— Problem to work on —
Make an exact copy of every record that follows.

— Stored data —
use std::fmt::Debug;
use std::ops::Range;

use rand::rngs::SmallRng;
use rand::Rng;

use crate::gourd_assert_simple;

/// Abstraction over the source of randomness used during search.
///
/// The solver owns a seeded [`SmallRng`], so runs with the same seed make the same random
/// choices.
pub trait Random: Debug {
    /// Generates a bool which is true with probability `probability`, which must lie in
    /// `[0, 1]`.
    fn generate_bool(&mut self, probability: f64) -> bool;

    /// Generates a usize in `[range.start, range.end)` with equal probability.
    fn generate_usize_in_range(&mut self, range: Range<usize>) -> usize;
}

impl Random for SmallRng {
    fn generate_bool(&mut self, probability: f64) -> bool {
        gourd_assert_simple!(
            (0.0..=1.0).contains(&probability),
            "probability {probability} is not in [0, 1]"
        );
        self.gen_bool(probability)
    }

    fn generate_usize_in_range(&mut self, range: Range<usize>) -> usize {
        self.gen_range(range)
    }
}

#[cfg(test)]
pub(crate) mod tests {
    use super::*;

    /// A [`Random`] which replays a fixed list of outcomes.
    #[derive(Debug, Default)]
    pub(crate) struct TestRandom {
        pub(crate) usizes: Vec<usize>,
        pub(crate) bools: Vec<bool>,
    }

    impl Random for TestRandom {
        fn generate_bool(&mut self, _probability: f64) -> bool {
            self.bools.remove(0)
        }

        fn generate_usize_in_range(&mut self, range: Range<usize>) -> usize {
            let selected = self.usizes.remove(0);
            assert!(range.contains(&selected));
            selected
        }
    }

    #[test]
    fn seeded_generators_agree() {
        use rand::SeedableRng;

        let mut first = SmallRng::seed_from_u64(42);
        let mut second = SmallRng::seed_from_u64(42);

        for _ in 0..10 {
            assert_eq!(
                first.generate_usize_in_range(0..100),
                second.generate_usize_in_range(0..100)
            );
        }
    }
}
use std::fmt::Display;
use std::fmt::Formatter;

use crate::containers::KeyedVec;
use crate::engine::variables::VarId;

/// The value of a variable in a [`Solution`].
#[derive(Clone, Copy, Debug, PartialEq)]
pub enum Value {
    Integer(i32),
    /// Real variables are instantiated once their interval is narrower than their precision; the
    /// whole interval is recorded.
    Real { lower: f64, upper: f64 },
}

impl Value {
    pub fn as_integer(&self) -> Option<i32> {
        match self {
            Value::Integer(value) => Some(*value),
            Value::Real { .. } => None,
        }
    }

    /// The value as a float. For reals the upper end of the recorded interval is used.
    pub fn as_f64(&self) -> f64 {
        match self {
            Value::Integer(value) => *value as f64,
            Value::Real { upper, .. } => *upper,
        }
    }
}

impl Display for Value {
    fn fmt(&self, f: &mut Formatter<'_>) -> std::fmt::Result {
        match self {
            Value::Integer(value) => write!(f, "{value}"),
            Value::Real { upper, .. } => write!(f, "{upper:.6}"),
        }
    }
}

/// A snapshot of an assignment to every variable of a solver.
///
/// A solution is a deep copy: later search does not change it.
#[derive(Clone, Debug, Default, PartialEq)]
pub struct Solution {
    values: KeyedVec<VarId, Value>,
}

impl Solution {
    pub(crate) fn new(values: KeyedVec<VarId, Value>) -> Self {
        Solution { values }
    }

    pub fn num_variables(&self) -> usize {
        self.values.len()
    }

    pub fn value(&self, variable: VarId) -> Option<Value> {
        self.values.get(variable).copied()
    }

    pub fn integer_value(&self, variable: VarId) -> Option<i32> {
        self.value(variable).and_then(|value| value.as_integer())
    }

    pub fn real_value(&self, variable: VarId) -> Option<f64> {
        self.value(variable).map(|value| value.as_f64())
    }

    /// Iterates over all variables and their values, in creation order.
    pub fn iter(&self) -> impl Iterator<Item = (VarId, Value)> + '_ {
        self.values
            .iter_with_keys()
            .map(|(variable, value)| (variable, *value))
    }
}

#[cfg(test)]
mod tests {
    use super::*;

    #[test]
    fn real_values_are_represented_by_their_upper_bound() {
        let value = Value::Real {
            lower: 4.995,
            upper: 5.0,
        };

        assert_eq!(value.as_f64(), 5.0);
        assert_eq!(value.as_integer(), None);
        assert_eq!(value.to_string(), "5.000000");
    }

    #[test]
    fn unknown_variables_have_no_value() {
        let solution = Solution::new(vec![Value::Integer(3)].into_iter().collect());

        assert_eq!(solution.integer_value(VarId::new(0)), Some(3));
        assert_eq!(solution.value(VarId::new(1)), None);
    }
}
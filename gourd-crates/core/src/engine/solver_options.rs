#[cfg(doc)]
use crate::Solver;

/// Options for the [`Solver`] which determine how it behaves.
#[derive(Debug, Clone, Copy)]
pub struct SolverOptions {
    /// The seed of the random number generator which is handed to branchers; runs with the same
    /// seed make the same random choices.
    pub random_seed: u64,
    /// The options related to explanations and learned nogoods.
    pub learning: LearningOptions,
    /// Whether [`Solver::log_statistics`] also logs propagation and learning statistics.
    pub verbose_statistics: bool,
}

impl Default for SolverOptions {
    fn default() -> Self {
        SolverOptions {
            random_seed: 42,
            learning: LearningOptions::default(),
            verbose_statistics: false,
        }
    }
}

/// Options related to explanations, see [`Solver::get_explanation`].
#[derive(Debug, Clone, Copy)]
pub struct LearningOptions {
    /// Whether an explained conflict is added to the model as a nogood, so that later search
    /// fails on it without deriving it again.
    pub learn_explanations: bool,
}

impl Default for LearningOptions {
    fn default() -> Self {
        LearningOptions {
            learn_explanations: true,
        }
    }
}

— Solution below —
use std::fmt::Debug;
use std::ops::Range;

use rand::rngs::SmallRng;
use rand::Rng;

use crate::gourd_assert_simple;

/// Abstraction over the source of randomness used during search.
///
/// The solver owns a seeded [`SmallRng`], so runs with the same seed make the same random
/// choices.
pub trait Random: Debug {
    /// Generates a bool which is true with probability `probability`, which must lie in
    /// `[0, 1]`.
    fn generate_bool(&mut self, probability: f64) -> bool;

    /// Generates a usize in `[range.start, range.end)` with equal probability.
    fn generate_usize_in_range(&mut self, range: Range<usize>) -> usize;
}

impl Random for SmallRng {
    fn generate_bool(&mut self, probability: f64) -> bool {
        gourd_assert_simple!(
            (0.0..=1.0).contains(&probability),
            "probability {probability} is not in [0, 1]"
        );
        self.gen_bool(probability)
    }

    fn generate_usize_in_range(&mut self, range: Range<usize>) -> usize {
        self.gen_range(range)
    }
}

#[cfg(test)]
pub(crate) mod tests {
    use super::*;

    /// A [`Random`] which replays a fixed list of outcomes.
    #[derive(Debug, Default)]
    pub(crate) struct TestRandom {
        pub(crate) usizes: Vec<usize>,
        pub(crate) bools: Vec<bool>,
    }

    impl Random for TestRandom {
        fn generate_bool(&mut self, _probability: f64) -> bool {
            self.bools.remove(0)
        }

        fn generate_usize_in_range(&mut self, range: Range<usize>) -> usize {
            let selected = self.usizes.remove(0);
            assert!(range.contains(&selected));
            selected
        }
    }

    #[test]
    fn seeded_generators_agree() {
        use rand::SeedableRng;

        let mut first = SmallRng::seed_from_u64(42);
        let mut second = SmallRng::seed_from_u64(42);

        for _ in 0..10 {
            assert_eq!(
                first.generate_usize_in_range(0..100),
                second.generate_usize_in_range(0..100)
            );
        }
    }
}
use std::fmt::Display;
use std::fmt::Formatter;

use crate::containers::KeyedVec;
use crate::engine::variables::VarId;

/// The value of a variable in a [`Solution`].
#[derive(Clone, Copy, Debug, PartialEq)]
pub enum Value {
    Integer(i32),
    /// Real variables are instantiated once their interval is narrower than their precision; the
    /// whole interval is recorded.
    Real { lower: f64, upper: f64 },
}

impl Value {
    pub fn as_integer(&self) -> Option<i32> {
        match self {
            Value::Integer(value) => Some(*value),
            Value::Real { .. } => None,
        }
    }

    /// The value as a float. For reals the upper end of the recorded interval is used.
    pub fn as_f64(&self) -> f64 {
        match self {
            Value::Integer(value) => *value as f64,
            Value::Real { upper, .. } => *upper,
        }
    }
}

impl Display for Value {
    fn fmt(&self, f: &mut Formatter<'_>) -> std::fmt::Result {
        match self {
            Value::Integer(value) => write!(f, "{value}"),
            Value::Real { upper, .. } => write!(f, "{upper:.6}"),
        }
    }
}

/// A snapshot of an assignment to every variable of a solver.
///
/// A solution is a deep copy: later search does not change it.
#[derive(Clone, Debug, Default, PartialEq)]
pub struct Solution {
    values: KeyedVec<VarId, Value>,
}

impl Solution {
    pub(crate) fn new(values: KeyedVec<VarId, Value>) -> Self {
        Solution { values }
    }

    pub fn num_variables(&self) -> usize {
        self.values.len()
    }

    pub fn value(&self, variable: VarId) -> Option<Value> {
        self.values.get(variable).copied()
    }

    pub fn integer_value(&self, variable: VarId) -> Option<i32> {
        self.value(variable).and_then(|value| value.as_integer())
    }

    pub fn real_value(&self, variable: VarId) -> Option<f64> {
        self.value(variable).map(|value| value.as_f64())
    }

    /// Iterates over all variables and their values, in creation order.
    pub fn iter(&self) -> impl Iterator<Item = (VarId, Value)> + '_ {
        self.values
            .iter_with_keys()
            .map(|(variable, value)| (variable, *value))
    }
}

#[cfg(test)]
mod tests {
    use super::*;

    #[test]
    fn real_values_are_represented_by_their_upper_bound() {
        let value = Value::Real {
            lower: 4.995,
            upper: 5.0,
        };

        assert_eq!(value.as_f64(), 5.0);
        assert_eq!(value.as_integer(), None);
        assert_eq!(value.to_string(), "5.000000");
    }

    #[test]
    fn unknown_variables_have_no_value() {
        let solution = Solution::new(vec![Value::Integer(3)].into_iter().collect());

        assert_eq!(solution.integer_value(VarId::new(0)), Some(3));
        assert_eq!(solution.value(VarId::new(1)), None);
    }
}
filename gourd-crates/core/src/engine/solver_options.rs
#[cfg(doc)]
use crate::Solver;

/// Options for the [`Solver`] which determine how it behaves.
#[derive(Debug, Clone, Copy)]
pub struct SolverOptions {
    /// The seed of the random number generator which is handed to branchers; runs with the same
    /// seed make the same random choices.
    pub random_seed: u64,
    /// The options related to explanations and learned nogoods.
    pub learning: LearningOptions,
    /// Whether [`Solver::log_statistics`] also logs propagation and learning statistics.
    pub verbose_statistics: bool,
}

impl Default for SolverOptions {
    fn default() -> Self {
        SolverOptions {
            random_seed: 42,
            learning: LearningOptions::default(),
            verbose_statistics: false,
        }
    }
}

/// Options related to explanations, see [`Solver::get_explanation`].
#[derive(Debug, Clone, Copy)]
pub struct LearningOptions {
    /// Whether an explained conflict is added to the model as a nogood, so that later search
    /// fails on it without deriving it again.
    pub learn_explanations: bool,
}

impl Default for LearningOptions {
    fn default() -> Self {
        LearningOptions {
            learn_explanations: true,
        }
    }
}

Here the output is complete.